Spain is about to bestow juridical personhood on an ecosystem. It will be the first of its kind in Europe. 

A law that will give the Mar Menor, the continent’s largest saltwater lagoon, juridical personhood, is in the last stages of the parliamentary process. The final vote of approval is expected from Spain’s senate in the coming weeks. 

The law was proposed as a citizen’s initiative based on approximately 650,000 signatures gathered in 2021 following years of political inaction in the face of the obvious extensive degradation of the Mar Menor. The calm, clear natural seawater lake was a regional and national jewel for recreation and fishing until the last few decades. 
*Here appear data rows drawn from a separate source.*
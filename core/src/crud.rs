//! Create/read/update/remove against one fixed endpoint.
//!
//! # Design
//! `CrudFacade` maps the four verbs onto an `ApiClient`:
//!
//! | operation | method | target |
//! |---|---|---|
//! | `create(payload)` | POST | `endpoint` |
//! | `read(None)` | GET | `endpoint` |
//! | `read(Some(id))` | GET | `endpoint/id` |
//! | `update(id, payload)` | PUT | `endpoint/id` |
//! | `remove(id)` | DELETE | `endpoint/id` |
//!
//! All four share a single `loading`/`error` pair. That pair is not isolated
//! per operation: a `remove` that fails while a `read` is still pending sets
//! `error` and clears `loading`, and the `read` settling afterwards clears
//! `error` again. `data` holds the `CrudOperation` that most recently
//! succeeded, so observers can tell which call the current flags came from.
//! The results themselves go only to the caller.

use serde::de::DeserializeOwned;
use serde::Serialize;
use tokio::sync::watch;

use crate::api_client::ApiClient;
use crate::config::RequestConfig;
use crate::error::RequestError;
use crate::http::HttpMethod;
use crate::state::{RequestState, SettlePolicy, StateCell};

/// Base path for a collection resource, e.g. `/posts`.
#[derive(Debug, Clone, PartialEq, Eq)]
pub struct Endpoint(String);

impl Endpoint {
    pub fn new(base: impl Into<String>) -> Self {
        Self(base.into())
    }

    pub fn base(&self) -> &str {
        &self.0
    }

    /// `endpoint/id` for a non-empty id, otherwise the base path.
    pub fn resolve(&self, id: Option<&str>) -> String {
        match id {
            Some(id) if !id.is_empty() => self.item(id),
            _ => self.0.clone(),
        }
    }

    pub fn item(&self, id: &str) -> String {
        format!("{}/{id}", self.0)
    }
}

impl From<&str> for Endpoint {
    fn from(base: &str) -> Self {
        Self::new(base)
    }
}

impl From<String> for Endpoint {
    fn from(base: String) -> Self {
        Self(base)
    }
}

#[derive(Debug, Clone, Copy, PartialEq, Eq)]
pub enum CrudOperation {
    Create,
    Read,
    Update,
    Remove,
}

pub struct CrudFacade {
    client: ApiClient,
    endpoint: Endpoint,
    state: StateCell<CrudOperation>,
}

impl CrudFacade {
    pub fn new(client: ApiClient, endpoint: impl Into<Endpoint>) -> Self {
        Self::with_policy(client, endpoint, SettlePolicy::default())
    }

    pub fn with_policy(client: ApiClient, endpoint: impl Into<Endpoint>, policy: SettlePolicy) -> Self {
        Self {
            client,
            endpoint: endpoint.into(),
            state: StateCell::new(policy),
        }
    }

    pub async fn create<P, R>(&self, payload: &P) -> Result<R, RequestError>
    where
        P: Serialize + ?Sized,
        R: DeserializeOwned,
    {
        let config = RequestConfig::new(HttpMethod::Post).json(payload);
        self.track(CrudOperation::Create, self.endpoint.resolve(None), config)
            .await
    }

    pub async fn read<R: DeserializeOwned>(&self, id: Option<&str>) -> Result<R, RequestError> {
        let config = Ok(RequestConfig::new(HttpMethod::Get));
        self.track(CrudOperation::Read, self.endpoint.resolve(id), config)
            .await
    }

    pub async fn update<P, R>(&self, id: &str, payload: &P) -> Result<R, RequestError>
    where
        P: Serialize + ?Sized,
        R: DeserializeOwned,
    {
        let config = RequestConfig::new(HttpMethod::Put).json(payload);
        self.track(CrudOperation::Update, self.endpoint.item(id), config)
            .await
    }

    pub async fn remove<R: DeserializeOwned>(&self, id: &str) -> Result<R, RequestError> {
        let config = Ok(RequestConfig::new(HttpMethod::Delete));
        self.track(CrudOperation::Remove, self.endpoint.item(id), config)
            .await
    }

    // A payload that fails to serialize still passes through Pending, so the
    // failure is mirrored like any other.
    async fn track<R: DeserializeOwned>(
        &self,
        operation: CrudOperation,
        path: String,
        config: Result<RequestConfig, RequestError>,
    ) -> Result<R, RequestError> {
        let pending = self.state.pending(self.state.begin());
        let result = match config {
            Ok(config) => self.client.request(&path, &config).await,
            Err(error) => Err(error),
        };
        match &result {
            Ok(_) => pending.succeed(operation),
            Err(error) => pending.fail(error.to_string()),
        };
        result
    }

    pub fn loading(&self) -> bool {
        self.state.with(|s| s.loading)
    }

    pub fn error(&self) -> Option<String> {
        self.state.with(|s| s.error.clone())
    }

    /// The last operation that settled successfully.
    pub fn last_success(&self) -> Option<CrudOperation> {
        self.state.with(|s| s.data)
    }

    pub fn state(&self) -> RequestState<CrudOperation> {
        self.state.snapshot()
    }

    pub fn subscribe(&self) -> watch::Receiver<RequestState<CrudOperation>> {
        self.state.subscribe()
    }

    pub fn endpoint(&self) -> &Endpoint {
        &self.endpoint
    }

    pub fn client(&self) -> &ApiClient {
        &self.client
    }
}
The intensification and bad management of almost every human activity from farming to vacationing, mining, logging, and boat and ship traffic filled the Mar Menor with invasive species, Mediterranean Sea water, sewage, sediment, nutrient runoff, and pollution, slowly killing native species and turning the crystal blue waters a murky brown-green from excess algae growth. In 2016, it had officially become a disgusting ‘green soup,’ evident not only to the naked eye but also on satellite images. The damaged ecosystem is no longer amenable to human activity or native aquatic species—the excessive algae suck up the oxygen that fish need to breathe, for example. Mass die-offs of aquatic species have been noticeable since 2017. The long-snouted seahorse nearly vanished; smelt, shrimp, crab, eels—critters that have vital and economic value—had all but disappeared, affecting the livelihoods of fishermen. Clean-up efforts helped restore numbers in 2019, but the lagoon of 2022 still has a long way to go before its habitat is what it was even ten years ago. 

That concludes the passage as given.